В начале повести Собачье сердце мы читаем, что «отчаяние повалило»18 пса в подворотне. Подобное словосочетание несколько режет слух, кажется неоправданной гиперболой. В нормативном русском языке слово «отчаяние» обычно используется с глаголами: прийти, впасть в ~, повергнуть в ~, привести в ~, наступает, подступает ~, охватывает, одолевает ~19. Для обозначения крайней степени утомленности существует выражение валиться с ног от усталости. От контаминации с ним рождается булгаковский образ, буквальность которого не поддается сомнению. Через несколько абзацев появляется описание, из которого следует, что охваченная отчаянием собака действительно валялась на земле: «Пес собрал остаток сил и в безумии пополз из подворотни на тротуар»; «Пес полз, как змея, на брюхе, обливаясь слезами»20. Промерзший голодный Шарик, валяющийся в подворотне в морозную метельную ночь, подобострастно подползает к своему «властителю» и «благодетелю»21 профессору Преображенскому за куском колбасы. Запоминающийся гротескный образ по контрасту противопоставлен торжествующему пролетарию Шарикову. Для создания этого контраста Булгаков не скупится на преувеличения.

Другой прием языковой игры строится на многозначности слов. Например, в одном контексте используется слово в прямом и переносном значении:

Но тогда, в 1922 году, в лифтах могли ездить только люди с пороком сердца. Это во-первых. А во-вторых, лифты не действовали. Так что и лица с удостоверениями о том, что у них есть порок, и лица с непорочными сердцами (я в том числе) одинаково поднимались пешком на 6-й этаж22.

В близком контексте встречается один и тот же корень в разных значениях: историк — как ученый, изучающий прошлое человечества, и история как событие, происшествие, случай, скандал (ср. влипнуть в историю, забавная история, темная история и т. д.). Появление подобного каламбура в разговоре на Патриарших прудах, когда загадочный иностранец представляется своим собеседникам, сразу задает двойную перспективу романа, развивающегося в московских главах как нашумевшее скандальное происшествие, и параллельно в иерусалимских главах — как история вселенского масштаба:

— [...] Тут в государственной библиотеке обнаружены подлинные рукописи чернокнижника Герберта Аврилакского, десятого века. Так вот требуется, чтобы я их разобрал. Я единственный в мире специалист.

— А-а! Вы историк? — с большим облегчением и уважением спросил Берлиоз.

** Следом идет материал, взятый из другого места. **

pub mod class_;
pub mod expression;
pub mod function;


use crate::ast::{Expr, Span};
use crate::diagnostic::{Diagnostic, DiagnosticKind};
use crate::lexer::{Token, TokenKind};

pub type ParseResult<T> = Result<T, Diagnostic>;

pub struct Parser {
    tokens: Vec<Token>,
    current: usize,
    errors: Vec<Diagnostic>,
    /// One entry per function body being parsed: whether a `return` was seen.
    return_seen: Vec<bool>,
}

impl Parser {
    /// `tokens` must end with an `Eof` token, as produced by `lexer::scan`.
    pub fn new(mut tokens: Vec<Token>) -> Self {
        if tokens.last().is_none_or(|t| t.kind != TokenKind::Eof) {
            let end = tokens.last().map(|t| t.span.end).unwrap_or(0);
            let line = tokens.last().map(|t| t.line).unwrap_or(1);
            tokens.push(Token {
                kind: TokenKind::Eof,
                lexeme: String::new(),
                line,
                span: end..end,
            });
        }
        Parser {
            tokens,
            current: 0,
            errors: vec![],
            return_seen: vec![],
        }
    }

    /// Parses every top-level expression. Faulty expressions are dropped
    /// from the tree after their diagnostic is recorded.
    #[tracing::instrument(level = "debug", skip_all, fields(tokens = self.tokens.len()))]
    pub fn parse_program(&mut self) -> Vec<Expr> {
        let mut program = vec![];
        while !self.is_at_end() {
            if self.matches(&TokenKind::Semicolon) {
                continue;
            }
            match self.parse_expression() {
                Ok(expr) => program.push(expr),
                Err(error) => {
                    self.errors.push(error);
                    self.synchronize();
                    // a stray '}' ends the broken statement at top level
                    if self.check(&TokenKind::RBrace) {
                        self.advance();
                    }
                }
            }
        }
        tracing::debug!(
            expressions = program.len(),
            errors = self.errors.len(),
            "parse finished"
        );
        program
    }

    pub fn errors(&self) -> &[Diagnostic] {
        &self.errors
    }

    pub fn into_errors(self) -> Vec<Diagnostic> {
        self.errors
    }

    /// Parses expressions until `}` (left unconsumed) or end of file,
    /// recovering from faults inside the sequence.
    fn parse_sequence(&mut self) -> Vec<Expr> {
        let mut exprs = vec![];
        while !self.check(&TokenKind::RBrace) && !self.is_at_end() {
            if self.matches(&TokenKind::Semicolon) {
                continue;
            }
            match self.parse_expression() {
                Ok(expr) => exprs.push(expr),
                Err(error) => {
                    self.errors.push(error);
                    self.synchronize();
                }
            }
        }
        exprs
    }

    /// Skips to the end of the broken statement: past the next `;`, or up to
    /// (not past) the next `}` or end of file.
    fn synchronize(&mut self) {
        while !self.is_at_end() {
            match self.peek().kind {
                TokenKind::Semicolon => {
                    self.advance();
                    return;
                }
                TokenKind::RBrace => return,
                _ => {
                    self.advance();
                }
            }
        }
    }

    fn peek(&self) -> &Token {
        self.peek_at(0)
    }

    /// Token `offset` places ahead of the cursor, clamped to `Eof`.
    fn peek_at(&self, offset: usize) -> &Token {
        let last = self.tokens.len() - 1;
        &self.tokens[(self.current + offset).min(last)]
    }

    fn is_at_end(&self) -> bool {
        self.peek().kind == TokenKind::Eof
    }

    fn advance(&mut self) -> Token {
        let token = self.peek().clone();
        if !self.is_at_end() {
            self.current += 1;
        }
        token
    }

    fn check(&self, kind: &TokenKind) -> bool {
        &self.peek().kind == kind
    }

    fn check_at(&self, offset: usize, kind: &TokenKind) -> bool {
        &self.peek_at(offset).kind == kind
    }

    fn check_identifier_at(&self, offset: usize) -> bool {
        matches!(self.peek_at(offset).kind, TokenKind::Identifier(_))
    }

    fn matches(&mut self, kind: &TokenKind) -> bool {
        if self.check(kind) {
            self.advance();
            true
        } else {
            false
        }
    }

    fn consume(&mut self, kind: &TokenKind, message: &str) -> ParseResult<Token> {
        if self.check(kind) {
            Ok(self.advance())
        } else {
            Err(self.error_at_current(message))
        }
    }

    fn consume_identifier(&mut self, message: &str) -> ParseResult<(String, Span)> {
        match &self.peek().kind {
            TokenKind::Identifier(name) => {
                let name = name.clone();
                let token = self.advance();
                Ok((name, span_of(&token)))
            }
            _ => Err(self.error_at_current(message)),
        }
    }

    fn error_at_current(&self, message: &str) -> Diagnostic {
        let token = self.peek();
        error_at(token, &format!("{}, found {}", message, token.kind))
    }
}

pub fn span_of(token: &Token) -> Span {
    Span {
        line: token.line,
        range: token.span.clone(),
    }
}

fn error_at(token: &Token, message: &str) -> Diagnostic {
    Diagnostic::new(
        DiagnosticKind::Parse,
        token.line,
        token.span.clone(),
        message,
    )
}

— Я — историк, — подтвердил ученый и добавил ни к селу ни к городу: — Сегодня вечером на Патриарших прудах будет интересная история!23

В этом же разговоре Воланд, предсказывая Берлиозу скорую смерть под колесами трамвая, подчеркнуто играет словами «управлять» — «управиться». Он задается вопросом о том, «кто управляет жизнью человеческой и всем вообще распорядком на земле», и увещевательным тоном предупреждает московского редактора, что если человек вдруг поскользнется и попадет под трамвай, разумно предположить, что «управился с ним кто-то совсем другой». Так на фоне постоянного повторения привычного значения «регулировать, направлять и определять чьи-то поступки, мысли, поведение, взгляды» в конце пассажа неожиданно под странный смешок сатаны возникает семантика жестокого применения силы, наказания, расправы.

В двенадцатой главе Мастера и Маргариты феномен многозначности обыгрывается самим ходом повествования: во время спектакля скорее происходит не объявленное в подзаглавии разоблачение черной магии, на котором настаивают конферансье Бенгальский и председатель акустической комиссии московских театров Семплеяров, а разоблачение, обнажение, раздевание зрительниц. Спектакль в Варьете заканчивается живой метафорой, с помощью которой восстанавливается внутренняя форма слова.

Порой автор заведомо прибегает к двусмысленности, предоставляя самому читателю выбрать из двух возможных вариантов правильное прочтение:

Гроза бушевала с полной силой, вода с грохотом и воем низвергалась в канализационные отверстия, [...] с крыш хлестало мимо труб, из подворотен бежали пенные потоки. Все живое смылось с Садовой, и спасти Ивана Савельевича было некому. Прыгая в мутных реках и освещаясь молниями, бандиты доволокли полуживого администратора до дома номер 302-бис, влетели с ним в подворотню [...]24.

С одной стороны, описание грозы предполагает, что бурные потоки воды смыли, снесли с улиц грязь. Но возможна и другая интерпретация: неоткуда было ждать спасения от преследователей, потому что все люди, все живое смылось, убежало с Садовой улицы.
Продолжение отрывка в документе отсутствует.